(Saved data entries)
* * * *

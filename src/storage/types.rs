//! Storage records consumed by the pipeline.
//!
//! Field names follow the Girder JSON wire format.

use serde::{Deserialize, Serialize};
use serde_json::Value;

/// A file stored inside an item.
#[derive(Debug, Clone, PartialEq, Serialize, Deserialize)]
pub struct FileObject {
    #[serde(rename = "_id")]
    pub id: String,
    pub name: String,
    #[serde(default)]
    pub size: u64,
    #[serde(rename = "mimeType", default = "default_mime_type")]
    pub mime_type: String,
    /// Set when the file is a link to an externally hosted resource.
    #[serde(rename = "linkUrl", default, skip_serializing_if = "Option::is_none")]
    pub link_url: Option<String>,
}

impl FileObject {
    /// The external link, if any. An empty link counts as no link.
    pub fn external_url(&self) -> Option<&str> {
        self.link_url
            .as_deref()
            .map(str::trim)
            .filter(|url| !url.is_empty())
    }
}

fn default_mime_type() -> String {
    "application/octet-stream".to_string()
}

#[derive(Debug, Clone, PartialEq, Serialize, Deserialize)]
pub struct Item {
    #[serde(rename = "_id")]
    pub id: String,
    pub name: String,
    #[serde(default)]
    pub size: u64,
    #[serde(default)]
    pub description: Option<String>,
}

/// The tale being published.
#[derive(Debug, Clone, Default, PartialEq, Serialize, Deserialize)]
pub struct Tale {
    #[serde(rename = "_id")]
    pub id: String,
    #[serde(default)]
    pub title: String,
    #[serde(default)]
    pub description: Option<String>,
    #[serde(default)]
    pub category: Option<String>,
    #[serde(default)]
    pub format: Option<Value>,
    #[serde(default)]
    pub config: Option<Value>,
    #[serde(rename = "imageId", default)]
    pub image_id: Option<String>,
}

/// The publishing user as recorded in storage.
#[derive(Debug, Clone, Default, PartialEq, Serialize, Deserialize)]
pub struct User {
    #[serde(rename = "_id", default)]
    pub id: String,
    #[serde(rename = "firstName", default)]
    pub first_name: Option<String>,
    #[serde(rename = "lastName", default)]
    pub last_name: Option<String>,
    #[serde(default)]
    pub email: Option<String>,
}

#[derive(Debug, Clone, PartialEq, Serialize, Deserialize)]
pub struct Image {
    #[serde(rename = "_id")]
    pub id: String,
    #[serde(rename = "recipeId")]
    pub recipe_id: String,
}

/// Build recipe of a compute environment: a git repository at a commit.
#[derive(Debug, Clone, PartialEq, Serialize, Deserialize)]
pub struct Recipe {
    #[serde(rename = "_id")]
    pub id: String,
    pub url: String,
    #[serde(rename = "commitId")]
    pub commit_id: String,
}

impl Recipe {
    /// URL of the downloadable archive of this recipe.
    pub fn tarball_url(&self) -> String {
        format!("{}/tarball/{}", self.url.trim_end_matches('/'), self.commit_id)
    }
}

* * * *

• EXERCISE:
Return the data exactly, every line included.

• PROBLEM SOLUTION:
filename src/storage/types.rs
//! Storage records consumed by the pipeline.
//!
//! Field names follow the Girder JSON wire format.

use serde::{Deserialize, Serialize};
use serde_json::Value;

/// A file stored inside an item.
#[derive(Debug, Clone, PartialEq, Serialize, Deserialize)]
pub struct FileObject {
    #[serde(rename = "_id")]
    pub id: String,
    pub name: String,
    #[serde(default)]
    pub size: u64,
    #[serde(rename = "mimeType", default = "default_mime_type")]
    pub mime_type: String,
    /// Set when the file is a link to an externally hosted resource.
    #[serde(rename = "linkUrl", default, skip_serializing_if = "Option::is_none")]
    pub link_url: Option<String>,
}

impl FileObject {
    /// The external link, if any. An empty link counts as no link.
    pub fn external_url(&self) -> Option<&str> {
        self.link_url
            .as_deref()
            .map(str::trim)
            .filter(|url| !url.is_empty())
    }
}

fn default_mime_type() -> String {
    "application/octet-stream".to_string()
}

#[derive(Debug, Clone, PartialEq, Serialize, Deserialize)]
pub struct Item {
    #[serde(rename = "_id")]
    pub id: String,
    pub name: String,
    #[serde(default)]
    pub size: u64,
    #[serde(default)]
    pub description: Option<String>,
}

/// The tale being published.
#[derive(Debug, Clone, Default, PartialEq, Serialize, Deserialize)]
pub struct Tale {
    #[serde(rename = "_id")]
    pub id: String,
    #[serde(default)]
    pub title: String,
    #[serde(default)]
    pub description: Option<String>,
    #[serde(default)]
    pub category: Option<String>,
    #[serde(default)]
    pub format: Option<Value>,
    #[serde(default)]
    pub config: Option<Value>,
    #[serde(rename = "imageId", default)]
    pub image_id: Option<String>,
}

/// The publishing user as recorded in storage.
#[derive(Debug, Clone, Default, PartialEq, Serialize, Deserialize)]
pub struct User {
    #[serde(rename = "_id", default)]
    pub id: String,
    #[serde(rename = "firstName", default)]
    pub first_name: Option<String>,
    #[serde(rename = "lastName", default)]
    pub last_name: Option<String>,
    #[serde(default)]
    pub email: Option<String>,
}

#[derive(Debug, Clone, PartialEq, Serialize, Deserialize)]
pub struct Image {
    #[serde(rename = "_id")]
    pub id: String,
    #[serde(rename = "recipeId")]
    pub recipe_id: String,
}

/// Build recipe of a compute environment: a git repository at a commit.
#[derive(Debug, Clone, PartialEq, Serialize, Deserialize)]
pub struct Recipe {
    #[serde(rename = "_id")]
    pub id: String,
    pub url: String,
    #[serde(rename = "commitId")]
    pub commit_id: String,
}

impl Recipe {
    /// URL of the downloadable archive of this recipe.
    pub fn tarball_url(&self) -> String {
        format!("{}/tarball/{}", self.url.trim_end_matches('/'), self.commit_id)
    }
}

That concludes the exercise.